Dec. 29:
1890, the Wounded Knee massacre took place in South Dakota as more than 250 Lakota people were killed by U.S. troops sent to disarm them.
1940, during World War II, Germany dropped incendiary bombs on London, setting off what came to be known as “The Second Great Fire of London.”
2021, British socialite Ghislaine Maxwell was convicted in New York of helping lure teenage girls to be sexually abused by the late Jeffrey Epstein; the verdict capped a monthlong trial featuring accounts of the sexual exploitation of girls as young as 14. (Maxwell would be sentenced to 20 years in prison.)
Dec. 30:
1860, 10 days after South Carolina seceded from the Union, the state militia seized the United States Army arsenal in Charleston.
1922, the Union of Soviet Socialist Republics (USSR) officially came into existence.
2006, former Iraqi president Saddam Hussein was executed by hanging after being convicted of crimes against humanity by the Iraqi High Tribunal.
2015, Bill Cosby was charged with drugging and sexually assaulting a woman at his suburban Philadelphia home in 2004.
Dec. 31:
1879, Thomas Edison first demonstrated his electric incandescent lights for the public by illuminating some 100 bulbs in and around his laboratory in Menlo Park, New Jersey.
1972, Major League baseball player Roberto Clemente, 38, was killed when a plane he had chartered and was traveling on to bring relief supplies to earthquake-devastated Nicaragua crashed shortly after takeoff from Puerto Rico.
1985, singer Rick Nelson, 45, and six others were killed when fire broke out aboard a plane that was taking the group to a New Year’s Eve performance in Dallas.

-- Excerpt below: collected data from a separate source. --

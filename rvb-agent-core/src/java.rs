//! Probing for a usable Java runtime.

use std::path::Path;
use std::process::Command;

/// Whether the runtime at `java` can be executed. Presence means the probe
/// process spawned and exited zero; a failure to spawn is absence, not an
/// error.
pub fn java_available(java: &Path) -> bool {
    match Command::new(java).arg("--version").output() {
        Ok(output) => output.status.success(),
        Err(_) => false,
    }
}

/// Download URL for a fixed OpenJDK build, keyed by platform. The serving
/// layer offers this to the user when no runtime is present.
pub fn jdk_download_url() -> Option<&'static str> {
    match std::env::consts::OS {
        "windows" => Some(
            "https://download.java.net/java/GA/jdk11/9/GPL/openjdk-11.0.2_windows-x64_bin.zip",
        ),
        "macos" => Some(
            "https://download.java.net/java/GA/jdk11/9/GPL/openjdk-11.0.2_osx-x64_bin.tar.gz",
        ),
        "linux" => Some(
            "https://download.java.net/java/GA/jdk11/9/GPL/openjdk-11.0.2_linux-x64_bin.tar.gz",
        ),
        _ => None,
    }
}
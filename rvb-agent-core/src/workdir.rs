//! Maintenance of the fixed APK work directory.
//!
//! None of these operations are invoked automatically by the patch pipeline:
//! the patched artifact must survive until the user downloads it, so the
//! serving layer clears the directory before the next run instead.

use std::path::{Path, PathBuf};

use log::{debug, warn};

use crate::parameters::PatcherParameters;

/// Removes every regular file in the work directory. Failures (missing
/// directory, permissions) are logged and never abort the caller.
pub fn clear_work_dir(apk_dir: &Path) {
    let entries = match std::fs::read_dir(apk_dir) {
        Ok(entries) => entries,
        Err(err) => {
            warn!("Failed to list work directory {}: {err}", apk_dir.display());
            return;
        }
    };

    for entry in entries.flatten() {
        let path = entry.path();
        if path.is_file() {
            match std::fs::remove_file(&path) {
                Ok(()) => debug!("Removed {}", path.display()),
                Err(err) => warn!("Failed to remove {}: {err}", path.display()),
            }
        }
    }
}

/// Deletes just the uploaded, unpatched package, e.g. when a new upload
/// replaces it. A file that is already gone is logged and ignored.
pub fn remove_unpatched(parameters: &PatcherParameters) {
    match std::fs::remove_file(&parameters.unpatched_apk) {
        Ok(()) => debug!("Removed {}", parameters.unpatched_apk.display()),
        Err(err) => warn!(
            "Failed to remove {}: {err}",
            parameters.unpatched_apk.display()
        ),
    }
}

/// Where the patched artifact is written; the serving layer offers this file
/// for download after a successful run.
pub fn patched_output(parameters: &PatcherParameters) -> PathBuf {
    parameters.patched_apk.clone()
}
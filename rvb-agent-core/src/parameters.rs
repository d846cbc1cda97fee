//! Module containing all of the fixed file paths used by the agent, derived
//! from a configuration-supplied root directory.

use std::path::{Path, PathBuf};
use std::sync::{LazyLock, OnceLock};

#[cfg(windows)]
const JAVA_EXE: &str = "java.exe";
#[cfg(not(windows))]
const JAVA_EXE: &str = "java";

#[cfg(windows)]
const AAPT_EXE: &str = "aapt_64.exe";
#[cfg(not(windows))]
const AAPT_EXE: &str = "aapt_64";

/// The root directory used when [init_parameters] is never called.
const DEFAULT_ROOT: &str = "revanced";

static _PARAMETERS: OnceLock<PatcherParameters> = OnceLock::new();

/// Initializes the parameters for this instance of the agent.
/// To be called once at the start of the program, before [PARAMETERS] is
/// first read.
///
/// Returns true if the parameters were set, false if they were already
/// initialized.
pub fn init_parameters(root: &Path) -> bool {
    _PARAMETERS.set(PatcherParameters::new(root)).is_ok()
}

/// The parameters for this instance of the agent.
pub static PARAMETERS: LazyLock<PatcherParameters> = LazyLock::new(|| {
    _PARAMETERS
        .get_or_init(|| PatcherParameters::new(Path::new(DEFAULT_ROOT)))
        .clone()
});

/// The fixed filesystem layout the agent works in. All paths are derived
/// from the root the serving layer deploys the bundled tools to.
#[derive(Clone, Debug)]
pub struct PatcherParameters {
    pub root: PathBuf,

    /// The bundled Java runtime used for the probe and for running the
    /// patcher CLI.
    pub java: PathBuf,

    /// The patcher CLI jar.
    pub cli_jar: PathBuf,

    /// The patch bundle passed to the CLI with `-b`.
    pub patches_bundle: PathBuf,

    /// The integrations package passed to the CLI with `-m`.
    pub integrations: PathBuf,

    /// The Android packaging-dump tool.
    pub aapt: PathBuf,

    /// Work directory holding the uploaded and patched packages.
    pub apk_dir: PathBuf,

    /// Where the serving layer places an uploaded package.
    pub unpatched_apk: PathBuf,

    /// Where the patcher CLI writes its output.
    pub patched_apk: PathBuf,
}

impl PatcherParameters {
    pub fn new(root: &Path) -> Self {
        let apk_dir = root.join("apk");

        Self {
            java: root.join("jdk").join("bin").join(JAVA_EXE),
            cli_jar: root.join("revanced-cli.jar"),
            patches_bundle: root.join("dependencies").join("patches.jar"),
            integrations: root.join("dependencies").join("integrations.apk"),
            aapt: root.join("aapt").join(AAPT_EXE),
            unpatched_apk: apk_dir.join("unpatched.apk"),
            patched_apk: apk_dir.join("patched.apk"),
            apk_dir,
            root: root.to_path_buf(),
        }
    }
}
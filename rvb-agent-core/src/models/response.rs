//! Models used for communication *from the agent back to the serving layer*.

use serde::Serialize;

use crate::inspect::PackageInfo;
use rvb_catalog::models::PatchRecord;

#[derive(Serialize)]
#[serde(tag = "type")]
pub enum Response {
    /// The patches applicable to the requested package/version.
    Patches { patches: Vec<PatchRecord> },
    /// Identity of an inspected package.
    /// `info` is None when the file is not a valid package.
    AppInfo { info: Option<PackageInfo> },
    /// Whether a Java runtime is present. `download_url` is the fixed JDK
    /// build for this platform, supplied when the runtime is missing.
    JavaStatus {
        installed: bool,
        download_url: Option<&'static str>,
    },
    /// The APK work directory was cleared.
    WorkDirCleared,
}
use std::sync::OnceLock;
use std::time::Duration;

// If no data is read for this period of time during a request, the request will be failed.
const REQUEST_TIMEOUT_READ_SECS: u64 = 20;
// If no data is written for this period of time during a request, the request will be failed.
const REQUEST_TIMEOUT_WRITE_SECS: u64 = 20;

/// The ureq agent used for all catalog requests.
static AGENT: OnceLock<ureq::Agent> = OnceLock::new();

pub fn get_agent() -> &'static ureq::Agent {
    AGENT.get_or_init(|| {
        ureq::AgentBuilder::new()
            .timeout_read(Duration::from_secs(REQUEST_TIMEOUT_READ_SECS))
            .timeout_write(Duration::from_secs(REQUEST_TIMEOUT_WRITE_SECS))
            .https_only(true)
            .try_proxy_from_env(true)
            .user_agent(format!("rvb-agent/{}", env!("CARGO_PKG_VERSION")).as_str())
            .build()
    })
}
//! Computes the extra patcher CLI flags for a patch selection.

use rvb_catalog::catalog::Catalog;
use serde::Deserialize;

/// The include/exclude choices made by the user for one patch run. Tokens
/// are normalized patch names (see [rvb_catalog::models::patch_token]).
#[derive(Deserialize, Clone, Debug, Default)]
pub struct PatchSelection {
    #[serde(default)]
    pub included_patches: Vec<String>,
    #[serde(default)]
    pub excluded_patches: Vec<String>,
}

/// The flags needed to override only the selections that differ from the
/// catalog default: `-i` switches on a patch that is excluded by default,
/// `-e` switches off one that is not. A selection that matches the default
/// produces no flag. Included patches come first; input order is preserved
/// within each group.
pub fn selection_args(catalog: &Catalog, selection: &PatchSelection) -> Vec<String> {
    let mut args = Vec::new();

    for token in &selection.included_patches {
        if catalog.is_excluded_by_default(token) {
            args.push("-i".to_owned());
            args.push(token.clone());
        }
    }
    for token in &selection.excluded_patches {
        if !catalog.is_excluded_by_default(token) {
            args.push("-e".to_owned());
            args.push(token.clone());
        }
    }

    args
}

#[cfg(test)]
mod tests {
    use super::*;
    use rvb_catalog::models::CatalogEntry;

    fn entry(name: &str, excluded: bool) -> CatalogEntry {
        CatalogEntry {
            name: name.to_owned(),
            description: String::new(),
            version: "1.0.0".to_owned(),
            excluded,
            compatible_packages: Vec::new(),
        }
    }

    fn catalog() -> Catalog {
        Catalog::new(vec![entry("Foo", true), entry("Bar", false)])
    }

    #[test]
    fn including_a_default_excluded_patch_emits_an_include_flag() {
        let selection = PatchSelection {
            included_patches: vec!["foo".to_owned()],
            excluded_patches: Vec::new(),
        };

        assert_eq!(selection_args(&catalog(), &selection), vec!["-i", "foo"]);
    }

    #[test]
    fn including_a_default_included_patch_emits_nothing() {
        let selection = PatchSelection {
            included_patches: vec!["bar".to_owned()],
            excluded_patches: Vec::new(),
        };

        assert!(selection_args(&catalog(), &selection).is_empty());
    }

    #[test]
    fn excluding_a_default_included_patch_emits_an_exclude_flag() {
        let selection = PatchSelection {
            included_patches: Vec::new(),
            excluded_patches: vec!["bar".to_owned()],
        };

        assert_eq!(selection_args(&catalog(), &selection), vec!["-e", "bar"]);
    }

    #[test]
    fn excluding_a_default_excluded_patch_emits_nothing() {
        let selection = PatchSelection {
            included_patches: Vec::new(),
            excluded_patches: vec!["foo".to_owned()],
        };

        assert!(selection_args(&catalog(), &selection).is_empty());
    }

    #[test]
    fn includes_come_before_excludes_in_input_order() {
        let catalog = Catalog::new(vec![
            entry("A", true),
            entry("B", true),
            entry("C", false),
            entry("D", false),
        ]);
        let selection = PatchSelection {
            included_patches: vec!["b".to_owned(), "a".to_owned()],
            excluded_patches: vec!["d".to_owned(), "c".to_owned()],
        };

        assert_eq!(
            selection_args(&catalog, &selection),
            vec!["-i", "b", "-i", "a", "-e", "d", "-e", "c"]
        );
    }
}
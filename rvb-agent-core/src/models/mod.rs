//! Data models used to communicate between the serving layer and the agent.
//! [serde_json] is used for JSON serialization/deserialization of these models.

pub mod request;
pub mod response;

2019, the health commission in the central Chinese city of Wuhan announced that experts were investigating an outbreak of respiratory illness and that most of the victims had visited a seafood market in the city; the statement said 27 people had become ill with a strain of viral pneumonia, which would eventually be known as COVID-19.
Jan. 1:
1808, the federal law prohibiting the importation of enslaved people to the United States took effect.
1863, U.S. President Abraham Lincoln issued the Emancipation Proclamation during the Civil War, declaring that all enslaved people in rebellious states “are, and henceforward shall be free.”
1959, Fulgencio Batista resigned as Cuban president and fled the country, marking victory for Fidel Castro’s rebel troops and the end of the Cuban Revolution.
2000, an anxious world held its breath as computers silently switched to the year 2000, but the dreaded “Y2K bug” caused few serious issues.
Jan. 2:
1959, the Soviet spacecraft Luna 1 launched, becoming the first spacecraft to escape Earth’s gravity.
1974, President Richard Nixon signed legislation requiring states to limit highway speeds to 55 miles an hour as a way of conserving gasoline in the face of an OPEC oil embargo. (The 55 mph limit was effectively phased out in 1987; federal speed limits were abolished in 1995.)
2016, a heavily armed group led by brothers Ammon and Ryan Bundy seized the Malheur National Wildlife Refuge in Oregon, beginning a 41-day standoff to protest the imprisonment of two ranchers convicted of setting fires on public land and to demand the federal government turn over public lands to local control.
2023, Buffalo Bills safety Damar Hamlin suffered cardiac arrest after making a tackle during the first quarter of an NFL game against the Cincinnati Bengals, requiring life-saving treatment on the field. The game was cancelled; Hamlin would recover fully and return to play the following season.
Jan. 3:
1777, Gen. George Washington’s army routed British troops in the Battle of Princeton, New Jersey.
1920, Boston Red Sox owner Harry Frazee sold the contract of Babe Ruth to the New York Yankees, beginning a championship era for the Yankees and decades of heartache for Red Sox fans. (The Red Sox would ultimately break the “curse” in 2004, winning their first World Series in 86 years.)
1977, Apple Computer was incorporated in Cupertino, California, by Steve Jobs, Steve Wozniak and Mike Markkula Jr.
Jan. 4:
1853, New Yorker Solomon Northup regained his freedom after being kidnapped in Washington, D.C., and forced into slavery in 1841; he would later tell his story in his memoir, “Twelve Years a Slave.”
1974, President Richard Nixon refused to hand over tape recordings and documents subpoenaed by the Senate Watergate Committee.
2006, Israeli Prime Minister Ariel Sharon suffered a significant stroke; his official powers were transferred to his deputy, Ehud Olmert. (Sharon remained in a coma until his death in January 2014.)
2010, the Burj Khalifa, the tallest structure in the world, opened in Dubai, United Arab Emirates.